Commenting on the microblog site Twitter about Askarov's life sentence, Sardar Bagishbekov, a human rights activist and head of the Voice of Freedom website in Kyrgyzstan said, "the judge in the case of Askarov and 7 others was simply morally unprepared to objectively review the case, I saw this in everything about the trial in Nooken."
Judge Nurgazy Alimbayev pronounced Askarov guilty on charges of complicity to commit homicide and murder of a police officer (two separate counts related to the same incident), possession of ammunition and extremist literature, and attempted kidnapping, reported ferghana.ru. Local and international human rights activists denied the charges, saying Askarov had been singled out for retaliation.
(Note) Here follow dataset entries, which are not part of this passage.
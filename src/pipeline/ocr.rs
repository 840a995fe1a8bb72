//! OCR backend: image → text via the tesseract command-line tool.
//!
//! The engine sits behind the [`OcrEngine`] trait so the extraction stage can
//! be exercised with a counting spy in tests, and so a different backend can
//! be dropped in without touching the fallback logic.
//!
//! Shelling out to `tesseract` (rather than linking libtesseract) keeps the
//! build free of C dependencies; when the binary is missing, OCR simply
//! yields no text and the pipeline reports an empty extraction.

use crate::error::EvalError;
use image::DynamicImage;
use std::process::Command;
use tracing::{debug, warn};

/// Recognises text in a rasterised page image.
///
/// Implementations are blocking; the extraction stage runs them inside
/// `spawn_blocking` together with the pdfium work.
pub trait OcrEngine: Send + Sync {
    /// Extract text from one page image. Errors indicate the engine itself
    /// failed (missing binary, I/O); they are not partial results.
    fn recognize(&self, image: &DynamicImage) -> Result<String, EvalError>;
}

/// OCR via the `tesseract` subprocess.
pub struct TesseractOcr {
    lang: String,
}

impl TesseractOcr {
    pub fn new(lang: impl Into<String>) -> Self {
        Self { lang: lang.into() }
    }

    /// Check whether the tesseract binary is on the PATH.
    pub fn is_available() -> bool {
        Command::new("tesseract").arg("--version").output().is_ok()
    }
}

impl OcrEngine for TesseractOcr {
    fn recognize(&self, image: &DynamicImage) -> Result<String, EvalError> {
        // tesseract reads from a file, not stdin, so stage the page as a PNG
        // in its own temp file (removed on drop).
        let tmp = tempfile::Builder::new()
            .prefix("examgrade-page-")
            .suffix(".png")
            .tempfile()
            .map_err(|e| EvalError::Internal(format!("tempfile: {e}")))?;

        image
            .save_with_format(tmp.path(), image::ImageFormat::Png)
            .map_err(|e| EvalError::Internal(format!("failed to write page image: {e}")))?;

        let output = Command::new("tesseract")
            .arg(tmp.path())
            .arg("stdout")
            .arg("-l")
            .arg(&self.lang)
            .arg("--psm")
            .arg("1") // automatic page segmentation with OSD
            .output()
            .map_err(|e| EvalError::Internal(format!("failed to run tesseract: {e}")))?;

        if !output.status.success() {
            let stderr = String::from_utf8_lossy(&output.stderr);
            warn!("tesseract exited with {}: {}", output.status, stderr.trim());
        }

        let text = String::from_utf8_lossy(&output.stdout).to_string();
        debug!("OCR produced {} chars", text.len());
        Ok(text)
    }
}

#[cfg(test)]
mod tests {
    use super::*;
    use image::RgbImage;

    #[test]
    fn recognize_blank_image_yields_little_or_no_text() {
        if !TesseractOcr::is_available() {
            eprintln!("SKIP — tesseract not installed");
            return;
        }
        let img = DynamicImage::ImageRgb8(RgbImage::from_pixel(200, 80, image::Rgb([255; 3])));
        let text = TesseractOcr::new("eng").recognize(&img).unwrap();
        assert!(text.trim().is_empty(), "blank page produced text: {text:?}");
    }
}
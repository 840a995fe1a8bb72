//! # examgrade
//!
//! Automated exam grading: fetch a submitted answer-sheet PDF, extract its
//! text, and have an LLM score it against a fixed rubric.
//!
//! ## Why this crate?
//!
//! Hand-grading scanned answer sheets is slow and inconsistent. This crate
//! turns a submission URL into a structured evaluation: the per-question
//! breakdown and the overall score, parsed out of the model's reply by a
//! strict marker contract so malformed replies fail loudly instead of
//! producing half-graded results.
//!
//! ## Pipeline Overview
//!
//! ```text
//! PDF URL
//!  │
//!  ├─ 1. Fetch    download to a scoped temp file (deleted on every path)
//!  ├─ 2. Extract  native text layer via pdfium; if the document is image-only,
//!  │              rasterise every page and OCR it with tesseract
//!  ├─ 3. Grade    one completion call: rubric prompt + extracted text
//!  └─ 4. Parse    split the reply on ===START=== / Overall Score: /
//!                 Summary Feedback: into the two result fields
//! ```
//!
//! ## Quick Start
//!
//! ```rust,no_run
//! use examgrade::{EvaluationConfig, Evaluator};
//!
//! #[tokio::main]
//! async fn main() -> Result<(), Box<dyn std::error::Error>> {
//!     // Provider auto-detected from GEMINI_API_KEY / OPENAI_API_KEY / …
//!     let config = EvaluationConfig::default();
//!     let evaluator = Evaluator::new(config)?;
//!     let output = evaluator
//!         .evaluate_url("https://example.com/submission.pdf")
//!         .await?;
//!     println!("{}", output.result.evaluation_response);
//!     Ok(())
//! }
//! ```
//!
//! Or run the bundled server, which exposes the pipeline as
//! `POST /evaluate-exam`:
//!
//! ```bash
//! GEMINI_API_KEY=... examgrade-server --bind 0.0.0.0:8000
//! ```
//!
//! ## Feature Flags
//!
//! | Feature | Default | Description |
//! |---------|---------|-------------|
//! | `cli`   | on      | Enables the `examgrade-server` binary (clap + anyhow + tracing-subscriber) |
//!
//! Disable `cli` when embedding only the library:
//! ```toml
//! examgrade = { version = "0.1", default-features = false }
//! ```

// ── Modules ──────────────────────────────────────────────────────────────

pub mod config;
pub mod error;
pub mod evaluate;
pub mod output;
pub mod pipeline;
pub mod prompts;
pub mod server;

// ── Re-exports ───────────────────────────────────────────────────────────

pub use config::{EvaluationConfig, EvaluationConfigBuilder};
pub use error::EvalError;
pub use evaluate::Evaluator;
pub use output::{EvaluationOutput, EvaluationResult, EvaluationStats};
pub use pipeline::llm::CompletionClient;
pub use pipeline::ocr::OcrEngine;
pub use server::{build_router, serve, AppState};
//! Server binary for examgrade.
//!
//! A thin shim over the library crate that maps CLI flags to
//! `EvaluationConfig` and runs the HTTP server.

use anyhow::{Context, Result};
use clap::Parser;
use examgrade::{serve, EvaluationConfig};
use std::io;
use tracing_subscriber::EnvFilter;

const AFTER_HELP: &str = r#"EXAMPLES:
  # Run with provider auto-detection (scans API key env vars)
  GEMINI_API_KEY=... examgrade-server

  # Bind elsewhere and pin the model
  examgrade-server --bind 127.0.0.1:9000 --provider gemini --model gemini-2.0-flash

  # Allow a different frontend origin
  examgrade-server --origin https://staging.example.app

ENDPOINTS:
  POST /evaluate-exam   {"pdf_url": "https://..."} → {"status": "success", "data": {...}}
  GET  /health          liveness and version

ENVIRONMENT VARIABLES:
  GEMINI_API_KEY          Google Gemini API key
  OPENAI_API_KEY          OpenAI API key
  ANTHROPIC_API_KEY       Anthropic API key
  EXAMGRADE_LLM_PROVIDER  Override provider (gemini, openai, anthropic, ollama)
  EXAMGRADE_MODEL         Override model ID
  PDFIUM_LIB_PATH         Path to an existing libpdfium

A .env file in the working directory is loaded at startup if present.

SETUP:
  1. Set API key:   export GEMINI_API_KEY=...
  2. Run:           examgrade-server --bind 0.0.0.0:8000
"#;

/// Evaluate exam-answer PDFs over HTTP using an LLM grader.
#[derive(Parser, Debug)]
#[command(
    name = "examgrade-server",
    version,
    about = "Evaluate exam-answer PDFs over HTTP using an LLM grader",
    long_about = "Serve an exam grading API: submissions arrive as PDF URLs, text is extracted \
via pdfium with a tesseract OCR fallback for scanned sheets, and an LLM scores the answers \
against a fixed rubric. Supports OpenAI, Anthropic, Google Gemini, and any \
OpenAI-compatible endpoint.",
    color = clap::ColorChoice::Auto,
    after_long_help = AFTER_HELP
)]
struct Cli {
    /// Address to bind the HTTP server to.
    #[arg(long, env = "EXAMGRADE_BIND", default_value = "0.0.0.0:8000")]
    bind: String,

    /// Frontend origin allowed by CORS (with credentials).
    #[arg(
        long,
        env = "EXAMGRADE_ORIGIN",
        default_value = "https://smart-education-taupe.vercel.app"
    )]
    origin: String,

    /// LLM model ID (e.g. gemini-2.0-flash, gpt-4.1-nano).
    #[arg(long, env = "EXAMGRADE_MODEL")]
    model: Option<String>,

    /// LLM provider: gemini, openai, anthropic, ollama.
    #[arg(
        long,
        env = "EXAMGRADE_LLM_PROVIDER",
        long_help = "LLM provider. Auto-detected from API key env vars if not set.\n\
          Supported: gemini, openai, anthropic, ollama, or any OpenAI-compatible URL."
    )]
    provider: Option<String>,

    /// Sampling temperature for grading (0.0–2.0).
    #[arg(long, env = "EXAMGRADE_TEMPERATURE", default_value_t = 0.1)]
    temperature: f32,

    /// Max LLM output tokens per evaluation.
    #[arg(long, env = "EXAMGRADE_MAX_TOKENS", default_value_t = 4096)]
    max_tokens: usize,

    /// Tesseract language for the OCR fallback.
    #[arg(long, env = "EXAMGRADE_OCR_LANG", default_value = "eng")]
    ocr_lang: String,

    /// HTTP download timeout for submissions, in seconds.
    #[arg(long, env = "EXAMGRADE_DOWNLOAD_TIMEOUT", default_value_t = 120)]
    download_timeout: u64,

    /// Enable DEBUG-level tracing logs.
    #[arg(short, long, env = "EXAMGRADE_VERBOSE")]
    verbose: bool,
}

#[tokio::main]
async fn main() -> Result<()> {
    // Load .env before clap reads env-backed flags.
    dotenvy::dotenv().ok();

    let cli = Cli::parse();

    let filter = if cli.verbose { "debug" } else { "info" };
    tracing_subscriber::fmt()
        .with_env_filter(
            EnvFilter::try_from_default_env().unwrap_or_else(|_| EnvFilter::new(filter)),
        )
        .with_writer(io::stderr)
        .init();

    let mut builder = EvaluationConfig::builder()
        .bind_addr(&cli.bind)
        .allowed_origin(&cli.origin)
        .temperature(cli.temperature)
        .max_tokens(cli.max_tokens)
        .ocr_lang(&cli.ocr_lang)
        .download_timeout_secs(cli.download_timeout);

    if let Some(ref model) = cli.model {
        builder = builder.model(model);
    }
    if let Some(ref provider) = cli.provider {
        builder = builder.provider_name(provider);
    }

    let config = builder.build().context("Invalid configuration")?;

    serve(config).await.context("Server failed")?;

    Ok(())
}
Research by the New York-based Committee to Protect Journalists (CPJ) indicates the charges are unfounded and that Askarov may have been targeted for revenge by Jalal-Abad law enforcement because of his documentation of human rights violations, including by local police, in southern Kyrgyzstan . Authorities incriminated him for incidents in the region during unrest in May, when in fact he had documented proof he was in Bishkek, notes CPJ. Prosecutors also failed to prove Askarov was on the scene in Bazar-Korgon at the time the police office was killed.
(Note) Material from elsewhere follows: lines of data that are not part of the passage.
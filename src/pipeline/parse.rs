//! Reply parsing: split the model's free-text reply on the marker contract.
//!
//! The grading prompt instructs the model to bracket its answer with literal
//! markers (see [`crate::prompts`]). Parsing is an explicit two-stage
//! split-and-trim over those markers — no pattern sublanguage — so every
//! failure mode (marker absent, markers out of order) is enumerable:
//!
//! * `extracted_info` — strictly between the first `===START===` and the
//!   first `Overall Score:` that follows it, trimmed. Empty when the markers
//!   are missing or appear out of order.
//! * `evaluation_response` — strictly between the first `Overall Score:` and
//!   the first `Summary Feedback:` that follows it, trimmed.
//!
//! First-match semantics throughout: if the model repeats a marker, only the
//! first span counts.

use crate::output::EvaluationResult;
use crate::prompts::{OVERALL_SCORE_MARKER, START_MARKER, SUMMARY_FEEDBACK_MARKER};
use once_cell::sync::Lazy;
use regex::Regex;

/// Parse the raw model reply into the two result fields.
///
/// Either field is the empty string when its marker pair is not found in
/// order; callers treat that as a parse failure, never as partial success.
pub fn parse_reply(reply: &str) -> EvaluationResult {
    EvaluationResult {
        extracted_info: between(reply, START_MARKER, OVERALL_SCORE_MARKER)
            .unwrap_or_default()
            .to_string(),
        evaluation_response: between(reply, OVERALL_SCORE_MARKER, SUMMARY_FEEDBACK_MARKER)
            .unwrap_or_default()
            .to_string(),
    }
}

/// The text strictly between the first `start` and the first `end` after it,
/// trimmed. None when either marker is missing or they are out of order.
fn between<'a>(haystack: &'a str, start: &str, end: &str) -> Option<&'a str> {
    let from = haystack.find(start)? + start.len();
    let len = haystack[from..].find(end)?;
    Some(haystack[from..from + len].trim())
}

// ── Score consistency (report-only) ──────────────────────────────────────

/// Comparison of the per-question score sum against the reported total.
#[derive(Debug, Clone, PartialEq)]
pub struct ScoreCheck {
    /// Sum of every `- Score:` line in the per-question breakdown.
    pub per_question_total: f64,
    /// The total the model reported on its `Overall Score:` line.
    pub reported_overall: f64,
}

impl ScoreCheck {
    /// Whether the model's arithmetic adds up (within rounding slack).
    pub fn consistent(&self) -> bool {
        (self.per_question_total - self.reported_overall).abs() < 0.01
    }
}

static RE_SCORE_LINE: Lazy<Regex> =
    Lazy::new(|| Regex::new(r"(?m)^\s*-\s*Score:\s*(\d+(?:\.\d+)?)").unwrap());

static RE_FIRST_NUMBER: Lazy<Regex> = Lazy::new(|| Regex::new(r"\d+(?:\.\d+)?").unwrap());

/// Sum the per-question `- Score:` values and compare them to the overall
/// score. Returns None when either side yields no parseable number.
///
/// This check never rejects or mutates a reply; the pipeline only logs a
/// warning on mismatch.
pub fn check_score_consistency(result: &EvaluationResult) -> Option<ScoreCheck> {
    let mut matched = false;
    let mut total = 0.0f64;
    for caps in RE_SCORE_LINE.captures_iter(&result.extracted_info) {
        if let Ok(v) = caps[1].parse::<f64>() {
            total += v;
            matched = true;
        }
    }
    if !matched {
        return None;
    }

    let overall = RE_FIRST_NUMBER
        .find(&result.evaluation_response)?
        .as_str()
        .parse::<f64>()
        .ok()?;

    Some(ScoreCheck {
        per_question_total: total,
        reported_overall: overall,
    })
}

#[cfg(test)]
mod tests {
    use super::*;

    #[test]
    fn parses_well_formed_reply() {
        let reply = "===START===\nFOO\nOverall Score: 7\nSummary Feedback: BAR\n===END===";
        let result = parse_reply(reply);
        assert_eq!(result.extracted_info, "FOO");
        assert_eq!(result.evaluation_response, "7");
    }

    #[test]
    fn missing_overall_score_empties_both_fields() {
        let reply = "===START===\nFOO\nSummary Feedback: BAR\n===END===";
        let result = parse_reply(reply);
        assert_eq!(result.extracted_info, "");
        assert_eq!(result.evaluation_response, "");
        assert!(!result.is_complete());
    }

    #[test]
    fn missing_start_marker_empties_extracted_info() {
        let reply = "preamble\nOverall Score: 9\nSummary Feedback: fine\n";
        let result = parse_reply(reply);
        assert_eq!(result.extracted_info, "");
        assert_eq!(result.evaluation_response, "9");
        assert!(!result.is_complete());
    }

    #[test]
    fn markers_out_of_order_yield_empty_field() {
        // Overall Score before ===START===: no span exists in order.
        let reply = "Overall Score: 3\n===START===\nbody\nSummary Feedback: x\n";
        let result = parse_reply(reply);
        assert_eq!(result.extracted_info, "");
    }

    #[test]
    fn repeated_start_marker_uses_first_span() {
        let reply = "===START===\nfirst\nOverall Score: 5\nSummary Feedback: a\n\
                     ===START===\nsecond\nOverall Score: 6\nSummary Feedback: b\n";
        let result = parse_reply(reply);
        assert_eq!(result.extracted_info, "first");
        assert_eq!(result.evaluation_response, "5");
    }

    #[test]
    fn fields_are_trimmed() {
        let reply = "===START===\n\n  Question 1 ...  \n\nOverall Score:   12 / 20  \nSummary Feedback: ok\n";
        let result = parse_reply(reply);
        assert_eq!(result.extracted_info, "Question 1 ...");
        assert_eq!(result.evaluation_response, "12 / 20");
    }

    #[test]
    fn multiline_extracted_info_is_preserved() {
        let reply = "===START===\nQuestion 1 (Marks: 5)::\nWhat is a borrow?\n\n\
                     Evaluation:\n- Score: 4\n- Suggestions: None\n\n\
                     Overall Score: 4 out of 5\nSummary Feedback: solid\n===END===";
        let result = parse_reply(reply);
        assert!(result.extracted_info.contains("Question 1 (Marks: 5)::"));
        assert!(result.extracted_info.contains("- Score: 4"));
        assert_eq!(result.evaluation_response, "4 out of 5");
        assert!(result.is_complete());
    }

    #[test]
    fn score_check_consistent_sum() {
        let result = EvaluationResult {
            extracted_info: "- Score: 3\nx\n- Score: 4.5\n- Score: 2.5".into(),
            evaluation_response: "10 out of 20".into(),
        };
        let check = check_score_consistency(&result).unwrap();
        assert_eq!(check.per_question_total, 10.0);
        assert_eq!(check.reported_overall, 10.0);
        assert!(check.consistent());
    }

    #[test]
    fn score_check_flags_mismatch() {
        let result = EvaluationResult {
            extracted_info: "- Score: 3\n- Score: 4".into(),
            evaluation_response: "9/10".into(),
        };
        let check = check_score_consistency(&result).unwrap();
        assert!(!check.consistent());
    }

    #[test]
    fn score_check_none_without_score_lines() {
        let result = EvaluationResult {
            extracted_info: "no scores here".into(),
            evaluation_response: "7".into(),
        };
        assert!(check_score_consistency(&result).is_none());
    }

    #[test]
    fn score_check_none_without_numeric_overall() {
        let result = EvaluationResult {
            extracted_info: "- Score: 3".into(),
            evaluation_response: "excellent work".into(),
        };
        assert!(check_score_consistency(&result).is_none());
    }
}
“We are outraged by the sentence delivered today in Jalal-Abad to Azimjon Askarov, and call on Kyrgyzstan’s higher courts to overturn his verdict,” said CPJ Europe and Central Asia program coordinator Nina Ognianova in a press release today.
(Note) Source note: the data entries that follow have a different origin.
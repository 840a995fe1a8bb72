//! Output types returned by the evaluation pipeline.

use serde::{Deserialize, Serialize};

/// The two fields parsed out of the model's reply.
///
/// `extracted_info` is the per-question breakdown (everything between the
/// `===START===` marker and the `Overall Score:` line); `evaluation_response`
/// is the overall score text (between `Overall Score:` and
/// `Summary Feedback:`). Both are trimmed of surrounding whitespace.
#[derive(Debug, Clone, PartialEq, Eq, Serialize, Deserialize)]
pub struct EvaluationResult {
    /// Question-by-question extraction and scoring from the model reply.
    pub extracted_info: String,
    /// The overall score reported by the model.
    pub evaluation_response: String,
}

impl EvaluationResult {
    /// True when both fields were successfully extracted from the reply.
    ///
    /// An incomplete result is a parse failure; the pipeline never returns
    /// one field without the other.
    pub fn is_complete(&self) -> bool {
        !self.extracted_info.is_empty() && !self.evaluation_response.is_empty()
    }
}

/// Result of a full URL-to-evaluation run, with timing and extraction stats.
#[derive(Debug, Clone, Serialize, Deserialize)]
pub struct EvaluationOutput {
    /// The parsed evaluation.
    pub result: EvaluationResult,
    /// Run statistics.
    pub stats: EvaluationStats,
}

/// Statistics for one evaluation run.
#[derive(Debug, Clone, Default, Serialize, Deserialize)]
pub struct EvaluationStats {
    /// Number of pages in the document.
    pub page_count: usize,
    /// Characters of text handed to the model.
    pub extracted_chars: usize,
    /// Whether the OCR fallback was used (no native text layer).
    pub used_ocr: bool,
    /// Wall-clock duration of the document fetch in milliseconds.
    pub fetch_duration_ms: u64,
    /// Wall-clock duration of text acquisition in milliseconds.
    pub extract_duration_ms: u64,
    /// Wall-clock duration of the completion call in milliseconds.
    pub llm_duration_ms: u64,
    /// Total wall-clock duration in milliseconds.
    pub total_duration_ms: u64,
}

#[cfg(test)]
mod tests {
    use super::*;

    #[test]
    fn result_round_trips_through_json() {
        let result = EvaluationResult {
            extracted_info: "Question 1 (Marks: 5)::\nWhat is Rust?".into(),
            evaluation_response: "4 out of 5".into(),
        };
        let json = serde_json::to_string(&result).unwrap();
        let back: EvaluationResult = serde_json::from_str(&json).unwrap();
        assert_eq!(back, result);
    }

    #[test]
    fn stats_default_is_zeroed() {
        let stats = EvaluationStats::default();
        assert_eq!(stats.page_count, 0);
        assert!(!stats.used_ocr);
    }
}
//! Completion client: hand the extracted text plus rubric to the model.
//!
//! The pipeline talks to the model through the [`CompletionClient`] trait
//! rather than a concrete provider, so tests can substitute a canned reply
//! and the grading contract can be exercised without network access. The
//! production implementation wraps an `edgequake-llm` provider, which covers
//! OpenAI, Anthropic, Gemini and friends behind one interface.
//!
//! There is deliberately no retry or backoff here: a failed completion is a
//! failed evaluation, surfaced to the caller as [`EvalError::LlmApi`].

use crate::config::EvaluationConfig;
use crate::error::EvalError;
use async_trait::async_trait;
use edgequake_llm::{ChatMessage, CompletionOptions, LLMProvider, ProviderFactory};
use std::sync::Arc;
use tracing::debug;

/// A single-shot completion service: rubric + submission text in, reply out.
#[async_trait]
pub trait CompletionClient: Send + Sync {
    /// Submit one grading request and return the model's raw reply text.
    async fn complete(&self, system_prompt: &str, user_text: &str) -> Result<String, EvalError>;
}

/// Production client backed by an `edgequake-llm` provider.
pub struct ProviderClient {
    provider: Arc<dyn LLMProvider>,
    temperature: f32,
    max_tokens: usize,
}

impl ProviderClient {
    pub fn new(provider: Arc<dyn LLMProvider>, temperature: f32, max_tokens: usize) -> Self {
        Self {
            provider,
            temperature,
            max_tokens,
        }
    }
}

#[async_trait]
impl CompletionClient for ProviderClient {
    async fn complete(&self, system_prompt: &str, user_text: &str) -> Result<String, EvalError> {
        let messages = vec![
            ChatMessage::system(system_prompt),
            ChatMessage::user(user_text),
        ];

        let options = CompletionOptions {
            temperature: Some(self.temperature),
            max_tokens: Some(self.max_tokens),
            ..Default::default()
        };

        let response = self
            .provider
            .chat(&messages, Some(&options))
            .await
            .map_err(|e| EvalError::LlmApi {
                message: format!("{}", e),
            })?;

        debug!(
            "Completion: {} input tokens, {} output tokens",
            response.prompt_tokens, response.completion_tokens
        );

        Ok(response.content)
    }
}

/// Resolve the completion client, from most-specific to least-specific.
///
/// 1. **Pre-built client** (`config.client`) — the caller constructed the
///    client entirely; used as-is. This is the test seam.
/// 2. **Named provider + model** (`config.provider_name`) — reads the
///    corresponding API key from the environment.
/// 3. **Environment pair** (`EXAMGRADE_LLM_PROVIDER` + `EXAMGRADE_MODEL`) —
///    provider and model chosen at the deployment level.
/// 4. **Full auto-detection** — the factory scans known API key variables
///    and picks the first available provider.
pub fn resolve_client(config: &EvaluationConfig) -> Result<Arc<dyn CompletionClient>, EvalError> {
    if let Some(ref client) = config.client {
        return Ok(Arc::clone(client));
    }

    if let Some(ref name) = config.provider_name {
        let model = config.model.as_deref().unwrap_or("gemini-2.0-flash");
        let provider = create_provider(name, model)?;
        return Ok(Arc::new(ProviderClient::new(
            provider,
            config.temperature,
            config.max_tokens,
        )));
    }

    if let (Ok(prov), Ok(model)) = (
        std::env::var("EXAMGRADE_LLM_PROVIDER"),
        std::env::var("EXAMGRADE_MODEL"),
    ) {
        if !prov.is_empty() && !model.is_empty() {
            let provider = create_provider(&prov, &model)?;
            return Ok(Arc::new(ProviderClient::new(
                provider,
                config.temperature,
                config.max_tokens,
            )));
        }
    }

    let (provider, _embedding) =
        ProviderFactory::from_env().map_err(|e| EvalError::ProviderNotConfigured {
            provider: "auto".to_string(),
            hint: format!(
                "No LLM provider could be auto-detected from environment.\n\
                Set GEMINI_API_KEY, OPENAI_API_KEY, or configure a provider.\n\
                Error: {}",
                e
            ),
        })?;

    Ok(Arc::new(ProviderClient::new(
        provider,
        config.temperature,
        config.max_tokens,
    )))
}

fn create_provider(name: &str, model: &str) -> Result<Arc<dyn LLMProvider>, EvalError> {
    ProviderFactory::create_llm_provider(name, model).map_err(|e| {
        EvalError::ProviderNotConfigured {
            provider: name.to_string(),
            hint: format!("{e}"),
        }
    })
}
“Askarov’s prosecution and trial were marred by procedural violations, which must be investigated, and he must be guaranteed a fair appeal.” CPJ had earlier urged President Roza Otunbayeva that Askarov receive a fair trial.
Human rights activists had asked that the trial be moved to another venue, because relatives of the policeman killed kept harassing the defendants and interrupting the proceedings, and even had to be removed from the courtroom, the Kyrgyz news site 24kg.org reported. The mayhem at the trial reflected what appear to be irreconcilable differences between the Uzbek and Kyrgyz communities on what happened during the June violence and who is to blame, EurasiaNet reported.
Front Line, a Dublin-based human rights group that monitored the trial, fears Askarov was tortured in detention, as he appeared in court with bruises on his body.
Askarov’s lawyer, Nurbek Toktakunov told CPJ he planned to appeal.